Several humanities professors at Mount Holyoke also spoke about exploring teaching uses for the Web. The act of creating hyperlinks in a text document seems to enhance students' ability to think about connections, "one of the perhaps unforeseen but certainly positive benefits of this kind of technology," said Robert Shwartz, a professor of history.
Vincent Ferraro, a professor of international relations at the college, said the Internet had increased the diversity of resources available to students. For his courses, he now supplements government publications with information that was never available before. "All sorts of people have their voices on the Net that were never heard," he said.
Mr. Ferraro publishes all of his foreign-policy course readings on the Web, and students create Web pages that he critiques as he would written papers. To improve their understanding of what they read, he encourages students to copy and paste important passages from their readings into a word processor, and then to annotate the text.
"It's extraordinary what happens when the students do the readings this way," Mr.

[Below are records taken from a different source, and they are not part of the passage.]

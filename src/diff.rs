//! Target-set computation: which remote files must be (re)fetched.
//!
//! Everything here is pure except [`missing_on_disk`], which only stats.

use std::collections::{BTreeMap, BTreeSet};
use std::path::Path;

/// Files to fetch given the current remote listing and the last recorded
/// local manifest.
///
/// With no manifest every remote file is a target. Otherwise a file is a
/// target when its timestamp changed or when it was never recorded. Files
/// recorded locally but gone from the remote are not targets.
pub fn compute_targets(
    remote: &BTreeMap<String, String>,
    local: Option<&BTreeMap<String, String>>,
) -> BTreeSet<String> {
    let Some(local) = local else {
        return remote.keys().cloned().collect();
    };
    remote
        .iter()
        .filter(|(name, remote_ts)| local.get(name.as_str()) != Some(*remote_ts))
        .map(|(name, _)| name.clone())
        .collect()
}

/// Files recorded locally that the remote no longer lists.
pub fn removed_remotely(
    remote: &BTreeMap<String, String>,
    local: Option<&BTreeMap<String, String>>,
) -> BTreeSet<String> {
    local
        .map(|local| {
            local
                .keys()
                .filter(|name| !remote.contains_key(name.as_str()))
                .cloned()
                .collect()
        })
        .unwrap_or_default()
}

/// Of `names`, those with no file in `dir`.
pub fn missing_on_disk<'a>(dir: &Path, names: impl IntoIterator<Item = &'a str>) -> BTreeSet<String> {
    names
        .into_iter()
        .filter(|name| !dir.join(name).is_file())
        .map(str::to_string)
        .collect()
}
//! Per-entity incremental sync.
//!
//! One [`EntitySyncWorker::sync`] call brings one remote directory up to date
//! on disk: list, diff against the stored manifest, fetch what changed, then
//! record the listing as the new manifest. Transport failures are retried
//! with linear backoff; a pass that cannot complete leaves no directory
//! behind.

pub mod error;
pub mod file;
pub mod workdir;

use std::collections::BTreeMap;
use std::path::{Path, PathBuf};
use std::sync::Arc;

use tokio_util::sync::CancellationToken;

use crate::diff;
use crate::remote::{RemoteListing, RemoteSession, RemoteSource, TransportError};
use crate::retry::{RetryPolicy, Sleeper};
use crate::state::{self, Manifest, MANIFEST_FILE};

pub use error::SyncError;
use workdir::EntityDir;

/// Remote root that holds one directory per entity.
pub const DEFAULT_REMOTE_ROOT: &str = "genomes";

/// Worker phases, reported in debug logs.
#[derive(Debug, Clone, Copy, PartialEq, Eq)]
pub enum SyncState {
    Start,
    ListRemote,
    Diff,
    Fetch,
    PersistManifest,
    Done,
    Failed,
}

#[derive(Debug, Clone)]
pub struct SyncConfig {
    /// Local parent of all entity directories.
    pub entities_root: PathBuf,
    pub remote_root: String,
    pub retry: RetryPolicy,
    pub write_manifest: bool,
}

impl SyncConfig {
    pub fn new(entities_root: PathBuf) -> Self {
        Self {
            entities_root,
            remote_root: DEFAULT_REMOTE_ROOT.to_string(),
            retry: RetryPolicy::default(),
            write_manifest: true,
        }
    }
}

#[derive(Debug, Clone, Copy, PartialEq, Eq)]
pub enum SyncOutcome {
    Synced { fetched: usize, attempts: u32 },
    Cancelled,
}

/// How a single attempt ended when it did not succeed.
enum AttemptError {
    Transport(TransportError),
    Cancelled,
    Fatal(SyncError),
}

impl From<TransportError> for AttemptError {
    fn from(e: TransportError) -> Self {
        match e {
            TransportError::LocalWrite { path, source } => {
                AttemptError::Fatal(SyncError::io(path, source))
            }
            other => AttemptError::Transport(other),
        }
    }
}

/// Reject IDs that could escape the entities root.
pub fn validate_entity_id(entity: &str) -> Result<(), SyncError> {
    let bad = entity.is_empty()
        || entity == "."
        || entity.contains('/')
        || entity.contains('\\')
        || entity.contains("..")
        || entity.chars().any(char::is_control);
    if bad {
        return Err(SyncError::InvalidEntity(entity.to_string()));
    }
    Ok(())
}

/// Remote names we are willing to write inside an entity directory.
fn is_safe_filename(name: &str) -> bool {
    !name.is_empty()
        && name != "."
        && name != ".."
        && !name.contains('/')
        && !name.contains('\\')
        && name != MANIFEST_FILE
        && !name.ends_with(".part")
}

pub struct EntitySyncWorker {
    source: Arc<dyn RemoteSource>,
    sleeper: Arc<dyn Sleeper>,
    config: SyncConfig,
}

impl EntitySyncWorker {
    pub fn new(source: Arc<dyn RemoteSource>, sleeper: Arc<dyn Sleeper>, config: SyncConfig) -> Self {
        Self {
            source,
            sleeper,
            config,
        }
    }

    pub fn entity_dir(&self, entity: &str) -> PathBuf {
        self.config.entities_root.join(entity)
    }

    /// Run one full pass for `entity`.
    ///
    /// Cancellation is reported as [`SyncOutcome::Cancelled`], not an error.
    pub async fn sync(
        &self,
        entity: &str,
        cancel: &CancellationToken,
    ) -> Result<SyncOutcome, SyncError> {
        validate_entity_id(entity)?;
        tracing::debug!(entity, state = ?SyncState::Start, "Starting entity pass");

        let dir_path = self.entity_dir(entity);
        let workdir = EntityDir::acquire(dir_path.clone())
            .await
            .map_err(|e| SyncError::io(&dir_path, e))?;

        let local = match state::read_manifest(workdir.path()).await {
            Ok(m) => m.map(|m| m.timestamps()),
            Err(e) => {
                tracing::warn!(entity, error = %e, "Unreadable manifest, treating as never synced");
                None
            }
        };

        let remote_dir = format!("{}/{}", self.config.remote_root, entity);
        let retry = self.config.retry;
        let mut attempt: u32 = 0;

        loop {
            attempt += 1;
            let result = self
                .attempt(entity, &remote_dir, workdir.path(), local.as_ref(), cancel)
                .await;

            let err = match result {
                Ok(fetched) => {
                    workdir.keep();
                    tracing::debug!(entity, state = ?SyncState::Done, attempt, fetched, "Entity pass complete");
                    return Ok(SyncOutcome::Synced {
                        fetched,
                        attempts: attempt,
                    });
                }
                Err(AttemptError::Cancelled) => {
                    purge(workdir, entity).await;
                    return Ok(SyncOutcome::Cancelled);
                }
                Err(AttemptError::Fatal(e)) => {
                    workdir.keep();
                    tracing::error!(entity, error = %e, "Entity pass failed on local error");
                    return Err(e);
                }
                Err(AttemptError::Transport(e)) => e,
            };

            tracing::debug!(entity, state = ?SyncState::Failed, attempt, error = %err, "Attempt failed");

            if !err.is_retryable() {
                purge(workdir, entity).await;
                return Err(SyncError::Transport {
                    entity: entity.to_string(),
                    source: err,
                });
            }
            if !retry.has_attempt_after(attempt) {
                purge(workdir, entity).await;
                return Err(SyncError::RetriesExhausted {
                    entity: entity.to_string(),
                    attempts: attempt,
                    source: err,
                });
            }

            let delay = retry.delay_after(attempt);
            tracing::warn!(
                entity,
                attempt,
                max_attempts = retry.max_attempts,
                delay_secs = delay.as_secs(),
                error = %err,
                "Transport error, retrying"
            );
            tokio::select! {
                () = self.sleeper.sleep(delay) => {}
                () = cancel.cancelled() => {
                    purge(workdir, entity).await;
                    return Ok(SyncOutcome::Cancelled);
                }
            }
        }
    }

    async fn attempt(
        &self,
        entity: &str,
        remote_dir: &str,
        dir: &Path,
        local: Option<&BTreeMap<String, String>>,
        cancel: &CancellationToken,
    ) -> Result<usize, AttemptError> {
        if cancel.is_cancelled() {
            return Err(AttemptError::Cancelled);
        }
        let mut session = tokio::select! {
            r = self.source.connect() => r?,
            () = cancel.cancelled() => return Err(AttemptError::Cancelled),
        };
        let result = self
            .run_pass(session.as_mut(), entity, remote_dir, dir, local, cancel)
            .await;
        session.close().await;
        let listing = result?;

        if self.config.write_manifest {
            tracing::debug!(entity, state = ?SyncState::PersistManifest, "Writing manifest");
            state::write_manifest(dir, &Manifest::from_listing(&listing.listing))
                .await
                .map_err(|e| AttemptError::Fatal(SyncError::State(e)))?;
        }
        Ok(listing.fetched)
    }

    async fn run_pass(
        &self,
        session: &mut dyn RemoteSession,
        entity: &str,
        remote_dir: &str,
        dir: &Path,
        local: Option<&BTreeMap<String, String>>,
        cancel: &CancellationToken,
    ) -> Result<PassResult, AttemptError> {
        tracing::debug!(entity, state = ?SyncState::ListRemote, remote_dir, "Listing");
        let raw = tokio::select! {
            r = session.list(remote_dir) => r?,
            () = cancel.cancelled() => return Err(AttemptError::Cancelled),
        };
        let listing: RemoteListing = raw
            .records()
            .filter(|rec| {
                let ok = is_safe_filename(&rec.filename);
                if !ok {
                    tracing::warn!(entity, filename = %rec.filename, "Skipping unsafe remote filename");
                }
                ok
            })
            .map(|rec| (rec.filename.clone(), rec.modify_timestamp.clone()))
            .collect();

        if listing.is_empty() {
            tracing::warn!(entity, remote_dir, "Remote directory lists no files");
        }
        tracing::debug!(entity, state = ?SyncState::Diff, files = listing.len(), "Diffing");
        let remote_ts = listing.timestamps();
        let mut targets = diff::compute_targets(&remote_ts, local);
        targets.extend(diff::missing_on_disk(dir, listing.filenames()));

        let removed = diff::removed_remotely(&remote_ts, local);
        if !removed.is_empty() {
            tracing::info!(
                entity,
                count = removed.len(),
                "Files no longer on remote, keeping local copies"
            );
        }

        tracing::debug!(entity, state = ?SyncState::Fetch, targets = targets.len(), "Fetching");
        for name in &targets {
            let remote_path = format!("{}/{}", remote_dir, name);
            let local_path = dir.join(name);
            tokio::select! {
                r = file::fetch_into_place(session, &remote_path, &local_path) => r?,
                () = cancel.cancelled() => return Err(AttemptError::Cancelled),
            }
        }

        Ok(PassResult {
            listing,
            fetched: targets.len(),
        })
    }
}

struct PassResult {
    listing: RemoteListing,
    fetched: usize,
}

async fn purge(workdir: EntityDir, entity: &str) {
    let path = workdir.path().to_path_buf();
    if let Err(e) = workdir.purge().await {
        tracing::error!(entity, path = %path.display(), error = %e, "Failed to remove entity directory");
    } else {
        tracing::debug!(entity, "Removed entity directory");
    }
}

Ferraro said. "They are conducting a dialogue with the author, which is what you want," rather than skimming and highlighting passages to remind themselves to read later, he said.
Gabriele Wittig Davis, a professor and chairman of the German-studies department at Mount Holyoke, said she uses the Web extensively for teaching and research, but she said many people are still skeptical of its benefits for teaching and learning. "We try to find ways for using the media correctly for the kind of project we're doing," she said.
However, the time to learn about the new media is not when starting out in a college-teaching career, she said. "I wouldn't dare tell any of my junior faculty to invest much time in it before tenure."